Il Papa e la pace, è rimasta soltanto la supplica di umanità

GUERRE NEL MONDO. È rimasta solo la supplica. Mentre l’Ucraina entra nel terzo anno di guerra, mentre la carneficina di Gaza si avvicina ogni giorno che passa ad assumere la forma del genocidio, mentre in Congo, in Sudan e in altre zone dell’Africa la geopolitica dei ricchi impedisce di cogliere i disastri che si stanno consumando, anche Francesco ha finito le parole.

E domenica 25 febbraio all’Angelus si è messo in ginocchio davanti ai potenti di tutto il mondo: «Supplico un po’ di umanità». Si supplica quando ormai non c’è più niente da fare, quando ogni razionalità è stata sbaragliata, quando tutte le maschere sono cadute, quando ogni indizio che permette di valutare la moralità o l’immoralità di un’azione e le sue conseguenze è stato sgominato, anzi annientato.

Nel Messaggio per la Quaresima Bergoglio aveva drammaticamente descritto questi giorni come il tempo del «Faraone» e del suo dominio che ci rende «esausti e insensibili». Il Faraone ruba la vita, calpesta la dignità, impedisce agli uomini di risalire il pozzo di odio e di paura. Il Faraone rende gli uomini spietati. E davanti al Faraone, che oggi sono governi e industrie, finanza speculativa e signori della guerra, davanti alla sua capacità di rendere ogni relazione tra gli uomini un groviglio di miseria, conflitti e violazione dei diritti umani, fame, malattie, catastrofi e genocidi, non resta che la supplica, non resta che chiedere un po’ di umanità.

È la seconda potente parola dell’Angelus di ieri pronunciata da Bergoglio: solo un po’ di umanità… Davanti ad una guerra, che sia a Kiev o a Gaza, a Goma o a Khartum, davanti ad una guerra che macina e consuma non solo armi e soldati, geopolitiche ed economie, ma polverizza anche il concetto stesso di umanitario e di protezione della vulnerabilità dei popoli, è davvero tragico e disperato invocare, anzi supplicare, un po’ di umanità. È il segno che non c’è neppure più una strategia bellica, né politica. Rimane solo la strategia degli affari più sporchi quelli che si fanno con il commercio immondo degli armamenti. Rimane solo il progetto ignobile di porre solide basi per un odio stabile tra i popoli. Nel terzo anno di guerra questo ci insegna la questione ucraina e la questione di Gaza e le tante altre guerre che consapevolmente abbiamo dimenticato.

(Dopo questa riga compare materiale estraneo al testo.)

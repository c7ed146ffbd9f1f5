//! Configuration Layer
//!
//! Layered configuration: defaults, global file, project file, environment.

pub mod loader;
pub mod types;

pub use loader::ConfigLoader;
pub use types::{Config, LlmConfig, ProjectConfig, StorageConfig, WorkflowConfig};
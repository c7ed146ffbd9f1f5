pub mod commands;
pub mod util;

pub use util::{build_engine, require_initialized};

C’è un equilibrio delle convenienze che mette nelle condizioni di non capire, di non pensare, di non resistere alla deriva che ogni giorno sposta l’orizzonte dell’orrore un po’ più in là. È diventata una bestemmia perfino chiedere il cessate-il-fuoco. Secondo alcuni minerebbe la lotta al terrorismo nel cui nome dalle Torri Gemelle in poi si è decisa la sorte di molti popoli. Francesco invece insiste, arriva alla supplica, perché senza moralità umanitaria sarà del tutto impossibile disegnare qualsivoglia strategia per soluzioni diplomatiche. Sembra quasi chiedere: cosa ci umanizza? Non certo il silenzio indifferente e colpevole di chi di giorno distribuisce un pugno scarso di cibo e di notte una copiosa razione di bombe. Non certo chi permette che il pregiudizio prenda il sopravvento sul dialogo. Non certo chi continua a ritenere la lunga lista di morti e feriti danni collaterali senza nome e volto.

Ieri Bergoglio ha detto praticamente di non riuscire a credere che ci sia qualcuno così pazzo da rischiare di devastare definitivamente il mondo solo per aggiungere un po’ più di potere al suo già ampio e un po’ più soldi ai suoi già parecchi. Ha supplicato dialogo e non armi, diplomazia e non intimidazione, insomma umanità, quella cosa per cui ogni vita ha lo stesso valore, concetto oggi purtroppo sempre più impopolare.